The police’s painstaking search for clues Tuesday brought heavy disruption to Newry, a shopping-center hub normally full of bargain-hunters from the neighboring Republic of Ireland.

Police warned that parts of central Newry might be shut down through Wednesday as forensic officers in white boiler suits comb every surface within a kilometer (half-mile) for evidence. They hoped to retrieve DNA traces of the bomb maker or driver from the obliterated remains of the bomb and car.

In Washington, U.S. Secretary of State Hillary Clinton condemned the IRA dissidents’ latest bid to undermine Northern Ireland’s Catholic-Protestant government, the central achievement of a U.S.-brokered 1998 peace accord.

Both sides in the fragile coalition are planning next month to elect a new justice minister who would take responsibilities from Britain to oversee the province’s police and courts — a move bitterly opposed by IRA die-hards because it could strengthen Catholic support for law and order.

Clinton, speaking alongside Britain’s visiting secretary of state for Northern Ireland, Shaun Woodward, called the Newry blast “another cowardly act of violence by those who prefer to plant bombs than to argue for votes and to participate in the political process.”

Police said callers using recognized dissident IRA code words called Newry’s hospital and businesses after ramming the car bomb into the courthouse’s front security gates. They said the blast came just 17 minutes after police got word.

“The time we got to respond was very limited. It was reckless and callous,” Chief Constable Matt Baggott told reporters.

Baggott said his officers had arrested 130 suspected IRA dissidents over the past year to suppress their activities. But he said the dissident threat would be defeated only when the extremists’ own family, friends and neighbors in hard-line Irish nationalist areas tipped off police.

During the worst decades of Northern Ireland’s conflict — when the IRA regularly planted vehicle bombs ranging from 500 pounds to 2,000 pounds (250 kilograms to 1,000 kilograms) — police became expert at evacuating people from the imminent blast area. Citizens were usually maimed or killed when police received less than 30 minutes’ warning and no precise description of the bomb’s location.

The outlawed IRA, which renounced violence and disarmed in 2005, typically telephoned warnings when its bombers targeted civilian sites such as shopping centers. Its chief goal in those cases was to inflict financial losses and portray Northern Ireland as ungovernable.

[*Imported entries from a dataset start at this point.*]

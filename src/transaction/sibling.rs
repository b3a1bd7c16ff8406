// src/transaction/sibling.rs

//! Archive file-name conventions
//!
//! Debian archives are conventionally named `name_version_arch.deb`. That
//! convention drives the install fast path, the sibling-lookup fallback for
//! missing dependencies, and resolution of bare install targets.

use crate::error::{Error, Result};
use std::path::{Path, PathBuf};
use tracing::debug;

/// Components of a `name_version_arch.deb` file name
#[derive(Debug, Clone, PartialEq, Eq)]
pub struct ArchiveName<'a> {
    pub name: &'a str,
    pub version: Option<&'a str>,
    pub arch: Option<&'a str>,
}

/// Split an archive file name on `_`; `None` if it is not a `.deb`
pub fn parse_archive_name(file_name: &str) -> Option<ArchiveName<'_>> {
    let stem = file_name.strip_suffix(".deb")?;
    let mut parts = stem.splitn(3, '_');
    let name = parts.next().filter(|n| !n.is_empty())?;
    let version = parts.next().filter(|v| !v.is_empty());
    let arch = parts.next().filter(|a| !a.is_empty());
    Some(ArchiveName {
        name,
        version,
        arch,
    })
}

/// Parse the file-name part of `path`
pub fn archive_name(path: &Path) -> Option<ArchiveName<'_>> {
    path.file_name()
        .and_then(|n| n.to_str())
        .and_then(parse_archive_name)
}

/// Drop a Debian epoch (`1:2.0` -> `2.0`), which file names never carry
fn without_epoch(version: &str) -> &str {
    match version.split_once(':') {
        Some((epoch, rest)) if !epoch.is_empty() && epoch.bytes().all(|b| b.is_ascii_digit()) => {
            rest
        }
        _ => version,
    }
}

/// Archives next to `origin` that provide `dep_name`, best candidate first
///
/// A candidate is `<dir>/<dep_name>_*.deb` whose name part matches exactly.
/// Candidates whose version matches `preferred_version` come first; the
/// rest follow in sorted order. `origin` itself is never returned.
pub fn find_siblings(origin: &Path, dep_name: &str, preferred_version: &str) -> Result<Vec<PathBuf>> {
    let dir = match origin.parent() {
        Some(dir) if !dir.as_os_str().is_empty() => dir,
        _ => Path::new("."),
    };
    let dir_str = dir
        .to_str()
        .ok_or_else(|| Error::InvalidInput(format!("non UTF-8 directory: {}", dir.display())))?;

    let pattern = format!(
        "{}/{}_*.deb",
        glob::Pattern::escape(dir_str.trim_end_matches('/')),
        glob::Pattern::escape(dep_name)
    );
    debug!("Looking for {} siblings with pattern {}", dep_name, pattern);

    let paths = glob::glob(&pattern).map_err(|e| Error::InvalidInput(e.to_string()))?;

    let preferred_version = without_epoch(preferred_version);
    let mut exact = Vec::new();
    let mut others = Vec::new();
    for path in paths.flatten() {
        if path == origin || !path.is_file() {
            continue;
        }
        let Some(parsed) = archive_name(&path) else {
            continue;
        };
        if parsed.name != dep_name {
            continue;
        }
        if parsed.version == Some(preferred_version) {
            exact.push(path);
        } else {
            others.push(path);
        }
    }

    exact.sort();
    others.sort();
    exact.extend(others);
    Ok(exact)
}

/// Turn a command-line install target into an archive path
///
/// Anything ending in `.deb` is taken as a path. Otherwise the target is a
/// pattern prefix: `<target>*.deb`, then `debs/<target>*.deb`. The first
/// sorted match wins.
pub fn resolve_target(target: &str) -> Result<PathBuf> {
    if target.ends_with(".deb") {
        return Ok(PathBuf::from(target));
    }

    let mut patterns = vec![format!("{}*.deb", target)];
    if !target.contains('/') {
        patterns.push(format!("debs/{}*.deb", target));
    }

    for pattern in &patterns {
        let mut matches: Vec<PathBuf> = glob::glob(pattern)
            .map_err(|e| Error::InvalidInput(format!("bad pattern {}: {}", pattern, e)))?
            .flatten()
            .filter(|p| p.is_file())
            .collect();
        matches.sort();
        if let Some(first) = matches.into_iter().next() {
            debug!("Resolved install target {} to {}", target, first.display());
            return Ok(first);
        }
    }

    Err(Error::NotFound {
        name: target.to_string(),
        suggestions: Vec::new(),
    })
}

Today’s IRA splinter groups also sometimes make telephoned warnings, but with less precision — and often only after their homemade devices are abandoned or fail to explode.

In the most notorious case, the Real IRA faction made three calls on Aug. 15, 1998, warning of a car bomb near the courthouse in Omagh on a bustling Saturday afternoon. Police moved crowds of shoppers and workers away from that building — and unwittingly straight into the blast. Twenty-nine people, mostly women and children, were killed in the single deadliest explosion from the entire Northern Ireland conflict.

IRA dissidents last exploded car bombs in 2001, when a trio of blasts shook London and the central English city of Birmingham to little effect. That bombing team was caught and imprisoned.

Associated Press Writer Matt Lee in Washington contributed to this report.